I noticed some machines are 1200w and some 1400w. Does that make any difference other than maybe waiting a bit longer to heat up?

So far my 'in-budget' options are:


Profitec 500 - if I had to buy right now this would be my choice. It seems to be good value and do everything I need.

ECM Barista - looks very similar and some deals at BB with grinders.

Rocket Appartamento - haven't seen so many details on this so I'm not sure if the price has been achieved by removing something I would wish I had.


Then there are the over-budget options.


Rocket Giotto - has PID control and rotary pump, and I like the slightly diifferent look.

ECM Mechanika IV - no PID but frankly I have great faith in things built by Germans.

Rocket R58 or Profitec 700 - this is way over budget, but if a dual boiler is going to be absolutely superior then maybe...


Let's leave grinders for another time...

From the above what would you go for... or is there something else I should be considering?
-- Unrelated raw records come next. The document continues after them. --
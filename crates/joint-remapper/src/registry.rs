//! Subdevice slots and the logical-joint lookup table.

use crate::capabilities::{Capability, CapabilitySet};
use crate::error::{AttachError, ConfigError, DeviceError, JointOutOfRange};
use serde::{Deserialize, Serialize};
use std::ops::{Range, RangeInclusive};
use tracing::{debug, info, warn};

/// Maps `wrapper_base..=wrapper_top` of the logical joint space onto
/// `device_base..=device_top` of the subdevice registered under `key`.
#[derive(Debug, Clone, PartialEq, Eq, Serialize, Deserialize)]
pub struct RangeSpec {
    pub key: String,
    pub wrapper_base: usize,
    pub wrapper_top: usize,
    pub device_base: usize,
    pub device_top: usize,
}

impl RangeSpec {
    pub fn new(
        key: impl Into<String>,
        wrapper: (usize, usize),
        device: (usize, usize),
    ) -> Self {
        Self {
            key: key.into(),
            wrapper_base: wrapper.0,
            wrapper_top: wrapper.1,
            device_base: device.0,
            device_top: device.1,
        }
    }
}

#[derive(Debug, Clone, PartialEq, Eq)]
pub enum SubDeviceLayout {
    Explicit(Vec<RangeSpec>),
    /// One subdevice owning every joint one-to-one.
    FullSpan { key: String },
}

/// Where a logical joint lives.
#[derive(Debug, Clone, Copy, PartialEq, Eq)]
pub struct JointLocation {
    pub subdevice: usize,
    /// Device-local axis index.
    pub axis: usize,
}

pub struct SubDeviceSlot {
    key: String,
    wrapper_range: RangeInclusive<usize>,
    device_range: RangeInclusive<usize>,
    device_axes: Vec<usize>,
    caps: CapabilitySet,
    attached: bool,
}

impl SubDeviceSlot {
    fn from_spec(spec: &RangeSpec) -> Self {
        Self {
            key: spec.key.clone(),
            wrapper_range: spec.wrapper_base..=spec.wrapper_top,
            device_range: spec.device_base..=spec.device_top,
            device_axes: (spec.device_base..=spec.device_top).collect(),
            caps: CapabilitySet::default(),
            attached: false,
        }
    }

    pub fn key(&self) -> &str {
        &self.key
    }

    pub fn wrapper_range(&self) -> &RangeInclusive<usize> {
        &self.wrapper_range
    }

    /// Logical joints of this slot as a half-open range, for slicing
    /// joint-indexed buffers.
    pub fn wrapper_span(&self) -> Range<usize> {
        *self.wrapper_range.start()..*self.wrapper_range.end() + 1
    }

    pub fn device_range(&self) -> &RangeInclusive<usize> {
        &self.device_range
    }

    /// Device-local axes in wrapper order.
    pub fn device_axes(&self) -> &[usize] {
        &self.device_axes
    }

    pub fn axis_count(&self) -> usize {
        self.device_axes.len()
    }

    pub fn capabilities(&self) -> &CapabilitySet {
        &self.caps
    }

    pub fn is_attached(&self) -> bool {
        self.attached
    }
}

pub struct SubDeviceRegistry {
    joints: usize,
    slots: Vec<SubDeviceSlot>,
    lut: Vec<JointLocation>,
}

impl SubDeviceRegistry {
    /// Validate `layout` against `joints` and build the slots and LUT.
    pub fn configure(joints: usize, layout: SubDeviceLayout) -> Result<Self, ConfigError> {
        if joints == 0 {
            return Err(ConfigError::MissingParameter("joints"));
        }
        let specs = match layout {
            SubDeviceLayout::FullSpan { key } => {
                vec![RangeSpec::new(key, (0, joints - 1), (0, joints - 1))]
            }
            SubDeviceLayout::Explicit(specs) if specs.is_empty() => {
                return Err(ConfigError::MissingParameter("subdevices"));
            }
            SubDeviceLayout::Explicit(specs) => specs,
        };

        let mut owners: Vec<Option<JointLocation>> = vec![None; joints];
        let mut covered = 0usize;
        for (index, spec) in specs.iter().enumerate() {
            validate_spec(spec, joints)?;
            if specs[..index].iter().any(|s| s.key == spec.key) {
                return Err(ConfigError::DuplicateKey(spec.key.clone()));
            }
            for (offset, joint) in (spec.wrapper_base..=spec.wrapper_top).enumerate() {
                if let Some(previous) = owners[joint] {
                    return Err(ConfigError::OverlappingRanges {
                        joint,
                        first: specs[previous.subdevice].key.clone(),
                        second: spec.key.clone(),
                    });
                }
                owners[joint] = Some(JointLocation {
                    subdevice: index,
                    axis: spec.device_base + offset,
                });
            }
            covered += spec.wrapper_top - spec.wrapper_base + 1;
        }
        if covered != joints {
            return Err(ConfigError::JointCountMismatch {
                covered,
                expected: joints,
            });
        }
        let lut = owners
            .into_iter()
            .collect::<Option<Vec<_>>>()
            .ok_or(ConfigError::JointCountMismatch {
                covered,
                expected: joints,
            })?;

        let slots: Vec<SubDeviceSlot> = specs.iter().map(SubDeviceSlot::from_spec).collect();
        for slot in &slots {
            debug!(
                key = %slot.key,
                wrapper = ?slot.wrapper_range,
                device = ?slot.device_range,
                "configured subdevice"
            );
        }
        Ok(Self { joints, slots, lut })
    }

    pub fn joints(&self) -> usize {
        self.joints
    }

    pub fn slots(&self) -> &[SubDeviceSlot] {
        &self.slots
    }

    pub fn slot(&self, index: usize) -> Option<&SubDeviceSlot> {
        self.slots.get(index)
    }

    pub fn max_axes(&self) -> usize {
        self.slots.iter().map(|s| s.axis_count()).max().unwrap_or(0)
    }

    pub fn position_of(&self, key: &str) -> Option<usize> {
        self.slots.iter().position(|s| s.key == key)
    }

    pub fn all_attached(&self) -> bool {
        self.slots.iter().all(|s| s.attached)
    }

    /// Bounds-checked O(1) lookup.
    pub fn lookup(&self, joint: i64) -> Result<JointLocation, JointOutOfRange> {
        usize::try_from(joint)
            .ok()
            .and_then(|j| self.lut.get(j).copied())
            .ok_or(JointOutOfRange {
                joint,
                joints: self.joints,
            })
    }

    /// Bind `caps` to the slot registered under `key`. All-or-nothing: the
    /// slot is untouched unless every check passes.
    pub fn attach(&mut self, key: &str, caps: CapabilitySet) -> Result<(), AttachError> {
        let index = self
            .position_of(key)
            .ok_or_else(|| AttachError::UnknownSubDevice(key.to_string()))?;
        let slot = &self.slots[index];
        if slot.attached {
            return Err(AttachError::AlreadyAttached(key.to_string()));
        }
        let required = slot.axis_count().max(*slot.device_range.end() + 1);
        for capability in Capability::REQUIRED {
            let reported = required_axes(&caps, capability).map_err(|e| match e {
                AxesFailure::Missing => AttachError::MissingCapability {
                    key: key.to_string(),
                    capability,
                },
                AxesFailure::Device(source) => AttachError::Device {
                    key: key.to_string(),
                    source,
                },
            })?;
            if reported == 0 || reported < required {
                return Err(AttachError::AxisCount {
                    key: key.to_string(),
                    capability,
                    reported,
                    required,
                });
            }
        }

        for capability in Capability::ALL {
            if !caps.supports(capability) {
                debug!(key, %capability, "optional capability not exposed");
            }
        }
        info!(
            key,
            capabilities = caps.supported().len(),
            "subdevice attached"
        );
        let slot = &mut self.slots[index];
        slot.caps = caps;
        slot.attached = true;
        Ok(())
    }

    pub fn detach(&mut self, key: &str) -> Result<(), AttachError> {
        let index = self
            .position_of(key)
            .ok_or_else(|| AttachError::UnknownSubDevice(key.to_string()))?;
        let slot = &mut self.slots[index];
        if !slot.attached {
            warn!(key, "detach requested for a subdevice that is not attached");
        }
        slot.caps = CapabilitySet::default();
        slot.attached = false;
        info!(key, "subdevice detached");
        Ok(())
    }
}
I fear I will come back from LCF even more confused


----------



## 4085 (Nov 23, 2012)

Go and see the Bella Barista stand at LCF. I believe the have Rocket, Profitec or ECM and a couple of others on their stand


----------



## MediumRoastSteam (Jul 7, 2015)

Hi, welcome to the forum. It looks like you've done your homework and narrowed down your choices. All the machines above are really good.

- PID on an HX machine will not give you any advantage to control temperature due to the design. The PID controls the water temp. inside the service boiler, usually set to around 123C-126C, which equates to 1.1bar and 1.3bar.
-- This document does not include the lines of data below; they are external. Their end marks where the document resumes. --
//! Protocol vocabulary.
//!
//! Per-joint actions come in families of three tags: the single-joint form,
//! the all-joints form (`s` suffix) and the explicit-group form (`g` suffix).

use crate::Tag;

// Opcodes.
pub const SET: Tag = Tag::new("set");
pub const GET: Tag = Tag::new("get");
pub const OK: Tag = Tag::new("ok");
pub const FAIL: Tag = Tag::new("fail");
pub const CALIBRATE_AXIS: Tag = Tag::new("calb");
pub const CALIBRATION_PARAMS: Tag = Tag::new("clbp");
pub const CALIBRATION_DONE: Tag = Tag::new("cald");
pub const ABORT_CALIBRATION: Tag = Tag::new("abc");
pub const ABORT_PARK: Tag = Tag::new("abp");

// Interfaces addressed by the modern framing at position 1.
pub const TORQUE: Tag = Tag::new("torq");
pub const CONTROL_MODE: Tag = Tag::new("icmd");
pub const IMPEDANCE: Tag = Tag::new("impd");
pub const INTERACTION_MODE: Tag = Tag::new("intm");
pub const PROTOCOL_VERSION: Tag = Tag::new("prtv");
pub const REMOTE_CALIBRATOR: Tag = Tag::new("reca");
pub const REMOTE_VARIABLES: Tag = Tag::new("rvar");
pub const CURRENT: Tag = Tag::new("icur");
pub const PWM: Tag = Tag::new("ipwm");
pub const PID: Tag = Tag::new("pid");

pub const INTERFACES: [Tag; 10] = [
    TORQUE,
    CONTROL_MODE,
    IMPEDANCE,
    INTERACTION_MODE,
    PROTOCOL_VERSION,
    REMOTE_CALIBRATOR,
    REMOTE_VARIABLES,
    CURRENT,
    PWM,
    PID,
];

pub fn is_interface(tag: Tag) -> bool {
    INTERFACES.contains(&tag)
}

/// Reported by `get prtv`.
pub const PROTOCOL_VERSION_NUMBER: (i64, i64, i64) = (1, 6, 0);

/// How many joints a family member addresses.
#[derive(Debug, Clone, Copy, PartialEq, Eq)]
pub enum Scope {
    One,
    All,
    Group,
}

#[derive(Debug, Clone, Copy, PartialEq, Eq)]
pub struct Family {
    pub one: Tag,
    pub all: Tag,
    pub group: Tag,
}

impl Family {
    pub const fn new(one: &str, all: &str, group: &str) -> Self {
        Self {
            one: Tag::new(one),
            all: Tag::new(all),
            group: Tag::new(group),
        }
    }

    pub fn scope(&self, tag: Tag) -> Option<Scope> {
        if tag == self.one {
            Some(Scope::One)
        } else if tag == self.all {
            Some(Scope::All)
        } else if tag == self.group {
            Some(Scope::Group)
        } else {
            None
        }
    }
}

// Legacy set/get families.
pub const POSITION: Family = Family::new("pos", "poss", "posg");
pub const RELATIVE: Family = Family::new("rel", "rels", "relg");
pub const POSITION_DIRECT: Family = Family::new("pdi", "pdis", "pdig");
pub const VELOCITY_MOVE: Family = Family::new("vmo", "vmos", "vmog");
pub const REF_SPEED: Family = Family::new("spd", "spds", "spdg");
pub const REF_ACCELERATION: Family = Family::new("acc", "accs", "accg");
pub const STOP: Family = Family::new("stp", "stps", "stpg");
pub const MOTION_DONE: Family = Family::new("don", "dons", "dong");
pub const ENCODER: Family = Family::new("enc", "encs", "encg");
pub const ENCODER_SPEED: Family = Family::new("esp", "esps", "espg");
pub const ENCODER_ACCELERATION: Family = Family::new("eac", "eacs", "eacg");
pub const ENCODER_RESET: Family = Family::new("rst", "rsts", "rstg");
pub const MOTOR_ENCODER: Family = Family::new("men", "mens", "meng");
pub const MOTOR_ENCODER_SPEED: Family = Family::new("msp", "msps", "mspg");
pub const MOTOR_ENCODER_ACCELERATION: Family = Family::new("mac", "macs", "macg");
pub const MOTOR_ENCODER_RESET: Family = Family::new("mrs", "mrss", "mrsg");
pub const COUNTS_PER_REVOLUTION: Family = Family::new("cpr", "cprs", "cprg");
pub const AMP_ENABLE: Family = Family::new("aen", "aens", "aeng");
pub const AMP_DISABLE: Family = Family::new("adi", "adis", "adig");
pub const AMP_STATUS: Family = Family::new("ast", "asts", "astg");
pub const AMP_MAX_CURRENT: Family = Family::new("amx", "amxs", "amxg");
pub const AMP_NOMINAL_CURRENT: Family = Family::new("anm", "anms", "anmg");
pub const AMP_PEAK_CURRENT: Family = Family::new("apk", "apks", "apkg");
pub const AMP_PWM_LIMIT: Family = Family::new("apw", "apws", "apwg");
pub const AMP_SUPPLY_VOLTAGE: Family = Family::new("avl", "avls", "avlg");

// Legacy single-form actions.
pub const LIMITS: Tag = Tag::new("lim");
pub const VELOCITY_LIMITS: Tag = Tag::new("vlim");
pub const AXIS_NAME: Tag = Tag::new("name");
pub const JOINT_TYPE: Tag = Tag::new("jtyp");
pub const AXES: Tag = Tag::new("axes");
pub const MOTOR_ENCODER_COUNT: Tag = Tag::new("mnum");
pub const LAST_INPUT_STAMP: Tag = Tag::new("lstm");

// Modern actions.
pub const REFERENCE: Family = Family::new("ref", "refs", "refg");
pub const MEASURED_TORQUE: Family = Family::new("trq", "trqs", "trqg");
pub const MEASURED_CURRENT: Family = Family::new("cur", "curs", "curg");
pub const MEASURED_DUTY: Family = Family::new("pwm", "pwms", "pwmg");
pub const MODE: Family = Family::new("mod", "mods", "modg");
pub const RANGE: Tag = Tag::new("rng");
pub const MOTOR_TORQUE_PARAMS: Tag = Tag::new("mtps");
pub const IMPEDANCE_PARAMS: Tag = Tag::new("par");
pub const IMPEDANCE_OFFSET: Tag = Tag::new("off");

pub const CALIBRATE: Family = Family::new("cal", "cals", "calg");
pub const HOMING: Family = Family::new("hom", "homs", "homg");
pub const PARK: Family = Family::new("prk", "prks", "prkg");
pub const QUIT_CALIBRATE: Tag = Tag::new("qcal");
pub const QUIT_PARK: Tag = Tag::new("qprk");
pub const AVAILABLE: Tag = Tag::new("avai");

pub const VARIABLE_KEYS: Tag = Tag::new("keys");
pub const VARIABLE: Tag = Tag::new("var");

pub const PID_PARAMS: Family = Family::new("pid", "pids", "pidg");
pub const PID_REFERENCE: Family = Family::new("ref", "refs", "refg");
pub const PID_ERROR_LIMIT: Family = Family::new("lim", "lims", "limg");
pub const PID_ERROR: Family = Family::new("err", "errs", "errg");
pub const PID_OUTPUT: Family = Family::new("out", "outs", "outg");
pub const PID_OFFSET: Tag = Tag::new("off");
pub const PID_ENABLE: Tag = Tag::new("ena");
pub const PID_DISABLE: Tag = Tag::new("dis");
pub const PID_RESET: Tag = Tag::new("rst");
pub const PID_ENABLED: Tag = Tag::new("isen");

#[cfg(test)]
mod tests {
    use super::*;

    #[test]
    fn test_family_scope() {
        assert_eq!(POSITION.scope(Tag::new("pos")), Some(Scope::One));
        assert_eq!(POSITION.scope(Tag::new("poss")), Some(Scope::All));
        assert_eq!(POSITION.scope(Tag::new("posg")), Some(Scope::Group));
        assert_eq!(POSITION.scope(Tag::new("vmo")), None);
    }

    #[test]
    fn test_set_and_get_are_not_interfaces() {
        assert!(is_interface(TORQUE));
        assert!(!is_interface(SET));
        assert!(!is_interface(POSITION.one));
    }
}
- I would encourage to you to understand well the HX (Heat Exchange) vs DB (Dual Boiler) architecture, and for that there are plenty of resources in this forum.

In my opinion, I'd go for a DB machine. However, if you don't mind the nuances and routines of an HX machine and it's more simple design, that may be the type of machine for you. There is a big difference between them. My prosumer journey, I've started with a HX and shortly after upgraded to a DB machine. 
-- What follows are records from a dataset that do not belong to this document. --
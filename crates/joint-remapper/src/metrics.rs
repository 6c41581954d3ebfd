use prometheus::{Encoder, IntCounter, IntGauge, Registry, TextEncoder};

#[derive(Clone)]
pub struct WrapperMetrics {
    pub rpc_requests: IntCounter,
    pub rpc_failures: IntCounter,
    pub stream_messages: IntCounter,
    pub stream_drops: IntCounter,
    pub cycles: IntCounter,
    pub cycles_skipped: IntCounter,
    pub stream_backlog: IntGauge,
}

#[derive(Clone)]
pub struct MetricsHub {
    pub registry: Registry,
    pub wrapper: WrapperMetrics,
}

impl MetricsHub {
    pub fn new() -> prometheus::Result<Self> {
        let registry = Registry::new();
        let wrapper = WrapperMetrics {
            rpc_requests: IntCounter::new("jr_rpc_requests", "RPC requests handled")?,
            rpc_failures: IntCounter::new("jr_rpc_failures", "RPC requests answered FAILED")?,
            stream_messages: IntCounter::new(
                "jr_stream_messages",
                "Streaming commands received",
            )?,
            stream_drops: IntCounter::new("jr_stream_drops", "Streaming commands dropped")?,
            cycles: IntCounter::new("jr_cycles", "Aggregation cycles published")?,
            cycles_skipped: IntCounter::new(
                "jr_cycles_skipped",
                "Aggregation cycles skipped with subdevices detached",
            )?,
            stream_backlog: IntGauge::new(
                "jr_stream_backlog",
                "Streaming commands waiting to be applied",
            )?,
        };
        registry.register(Box::new(wrapper.rpc_requests.clone()))?;
        registry.register(Box::new(wrapper.rpc_failures.clone()))?;
        registry.register(Box::new(wrapper.stream_messages.clone()))?;
        registry.register(Box::new(wrapper.stream_drops.clone()))?;
        registry.register(Box::new(wrapper.cycles.clone()))?;
        registry.register(Box::new(wrapper.cycles_skipped.clone()))?;
        registry.register(Box::new(wrapper.stream_backlog.clone()))?;
        Ok(Self { registry, wrapper })
    }

    pub fn encode_text(&self) -> String {
        let mut buf = Vec::new();
        let encoder = TextEncoder::new();
        if let Err(e) = encoder.encode(&self.registry.gather(), &mut buf) {
            return format!("error encoding metrics: {e}");
        }
        String::from_utf8(buf).unwrap_or_default()
    }
}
Also, don't overlook the grinder. It's more important than the machine IMO.

When you finally make your shortlist shorter, a trip to Bella Barista is well worth spent time.

Good luck!


----------



## 4085 (Nov 23, 2012)

BB sell one of the best HX machines going, the Orchestrale Nota......although an HX by design, it also has a thermos-hon which acts as a continual loop cycling the water to and from the boiler via the group, which eliminates the need for a cooling flush. Plus it is rotary pump, very stylish and I have had one and would go bak to one without a thought if I ever changed from a lever again.......on the negative side, it is slightly out of your budget!


----------



## KirinChris (Mar 20, 2017)

MediumRoastSteam said:


> Also, don't overlook the grinder. It's more important than the machine IMO.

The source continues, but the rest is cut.